## What you need to do
Return all lines from the entries below in which the word "impl" is present.

Top of Supplied information

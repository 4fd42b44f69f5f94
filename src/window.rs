use std::{sync::Arc, time::Instant};

use anyhow::Context;
use imgui::{FontConfig, FontSource};
use imgui_winit_support::WinitPlatform;
use winit::{
    application::ApplicationHandler,
    dpi::{LogicalSize, PhysicalSize},
    event::{ElementState, Event, KeyEvent, MouseScrollDelta, WindowEvent},
    event_loop::{ActiveEventLoop, EventLoop},
    keyboard::{Key, NamedKey},
    window::Window,
};

use crate::{
    config::StoryConfig,
    engine,
    rendering::{config::RenderConfig, renderer::Renderer},
    story::state::StoryState,
};

// Used until the window reports its real size
const INITIAL_VIEWPORT_HEIGHT: f32 = 800.0;

struct ImguiState {
    context: imgui::Context,
    platform: WinitPlatform,
}

struct App {
    renderer: Option<Renderer>,
    render_config: RenderConfig,
    state: StoryState,
    imgui: Option<ImguiState>,
    last_frame: Instant,
    error: Option<anyhow::Error>,
}

impl App {
    fn new(state: StoryState, render_config: RenderConfig) -> Self {
        Self {
            renderer: None,
            render_config,
            state,
            imgui: None,
            last_frame: Instant::now(),
            error: None,
        }
    }

    fn setup_imgui(window: &Window) -> ImguiState {
        let mut context = imgui::Context::create();
        let mut platform = WinitPlatform::new(&mut context);
        platform.attach_window(
            context.io_mut(),
            window,
            imgui_winit_support::HiDpiMode::Default,
        );

        let font_size = (16.0 * window.scale_factor()) as f32;
        context.fonts().add_font(&[FontSource::DefaultFontData {
            config: Some(FontConfig {
                oversample_h: 1,
                pixel_snap_h: true,
                size_pixels: font_size,
                ..Default::default()
            }),
        }]);
        context.io_mut().font_global_scale = (1.0 / window.scale_factor()) as f32;

        // Disable INI support because it's broken in the published version of imgui
        context.set_ini_filename(None);

        ImguiState { context, platform }
    }

    fn create_renderer(&mut self, event_loop: &ActiveEventLoop) -> anyhow::Result<()> {
        let window_attributes = Window::default_attributes()
            .with_title("Geostory")
            .with_inner_size(LogicalSize::new(1280.0, INITIAL_VIEWPORT_HEIGHT));
        let window = event_loop
            .create_window(window_attributes)
            .context("Failed to create window")?;

        let mut imgui = Self::setup_imgui(&window);

        let window = Arc::new(window);
        let mut renderer = pollster::block_on(Renderer::new(
            window.clone(),
            &mut self.state,
            &mut imgui.context,
            &self.render_config,
        ))
        .context("Failed to create renderer")?;

        renderer.upload_new_models(&mut self.state);
        self.state
            .resize_viewport(logical_height(window.inner_size(), window.scale_factor()));

        self.imgui = Some(imgui);
        self.renderer = Some(renderer);

        Ok(())
    }

    fn fail(&mut self, event_loop: &ActiveEventLoop, error: anyhow::Error) {
        log::error!("{:#}", error);
        self.error = Some(error);
        event_loop.exit();
    }
}

fn logical_height(size: PhysicalSize<u32>, scale_factor: f64) -> f32 {
    size.to_logical::<f32>(scale_factor).height
}

fn handle_key(state: &mut StoryState, event: &KeyEvent) {
    if event.state != ElementState::Pressed {
        return;
    }

    match &event.logical_key {
        Key::Named(NamedKey::ArrowDown) => state.scroll_lines(1.0),
        Key::Named(NamedKey::ArrowUp) => state.scroll_lines(-1.0),
        Key::Named(NamedKey::PageDown | NamedKey::Space) => state.scroll_pages(1.0),
        Key::Named(NamedKey::PageUp) => state.scroll_pages(-1.0),
        Key::Named(NamedKey::Home) => state.scroll_to(0.0),
        Key::Named(NamedKey::End) => state.scroll_to_end(),
        Key::Named(NamedKey::F3) if !event.repeat => state.show_debug = !state.show_debug,
        _ => (),
    }
}

impl ApplicationHandler for App {
    fn resumed(&mut self, event_loop: &ActiveEventLoop) {
        if self.renderer.is_some() {
            return;
        }

        if let Err(e) = self.create_renderer(event_loop) {
            self.fail(event_loop, e);
        }
    }

    fn window_event(
        &mut self,
        event_loop: &ActiveEventLoop,
        window_id: winit::window::WindowId,
        event: WindowEvent,
    ) {
        let (Some(renderer), Some(imgui)) = (self.renderer.as_mut(), self.imgui.as_mut()) else {
            return;
        };

        match &event {
            WindowEvent::CloseRequested => {
                event_loop.exit();
            }
            WindowEvent::Resized(new_size) => {
                renderer.resize(*new_size);
                self.state
                    .resize_viewport(logical_height(*new_size, renderer.window.scale_factor()));
            }
            WindowEvent::MouseWheel { delta, .. } if !imgui.context.io().want_capture_mouse => {
                match delta {
                    MouseScrollDelta::LineDelta(_, y) => self.state.scroll_lines(-y),
                    MouseScrollDelta::PixelDelta(position) => {
                        let scale_factor = renderer.window.scale_factor();
                        self.state
                            .scroll_by(-(position.y / scale_factor) as f32);
                    }
                }
            }
            WindowEvent::KeyboardInput {
                event: key_event, ..
            } if !imgui.context.io().want_capture_keyboard => {
                handle_key(&mut self.state, key_event);
            }
            WindowEvent::RedrawRequested => {
                let now = Instant::now();
                let delta_time = now - self.last_frame;
                self.last_frame = now;
                imgui.context.io_mut().update_delta_time(delta_time);

                renderer.window.request_redraw();

                if let Err(e) = imgui
                    .platform
                    .prepare_frame(imgui.context.io_mut(), &renderer.window)
                {
                    log::error!("Failed to prepare imgui frame: {}", e);
                    return;
                }

                let ui = imgui.context.new_frame();

                if let Err(e) =
                    engine::update(&mut self.state, renderer, ui, delta_time.as_secs_f32())
                {
                    self.error = Some(e.context("Error during engine::update"));
                    event_loop.exit();
                    return;
                }

                imgui.platform.prepare_render(ui, &renderer.window);

                match renderer.render(&self.state, &mut imgui.context) {
                    Ok(()) => (),
                    Err(wgpu::SurfaceError::Lost | wgpu::SurfaceError::Outdated) => {
                        renderer.resize(renderer.size);
                    }
                    Err(wgpu::SurfaceError::OutOfMemory) => {
                        log::error!("Out of memory");
                        event_loop.exit();
                    }
                    Err(wgpu::SurfaceError::Timeout) => {
                        log::warn!("Timeout");
                    }
                    Err(other) => {
                        log::error!("Unexpected error: {:?}", other);
                    }
                }
            }
            _ => (),
        }

        imgui.platform.handle_event::<()>(
            imgui.context.io_mut(),
            &renderer.window,
            &Event::WindowEvent { window_id, event },
        );
    }
}

pub async fn run() -> anyhow::Result<()> {
    let event_loop = EventLoop::new().context("Failed to create event loop")?;
    let state = StoryState::new(StoryConfig::from_env(), INITIAL_VIEWPORT_HEIGHT)
        .context("Failed to create story")?;

    let mut app = App::new(state, RenderConfig::default());
    event_loop.run_app(&mut app)?;

    match app.error {
        Some(error) => Err(error),
        None => Ok(()),
    }
}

Bottom of Supplied information

## Exercise output
impl App {
impl ApplicationHandler for App {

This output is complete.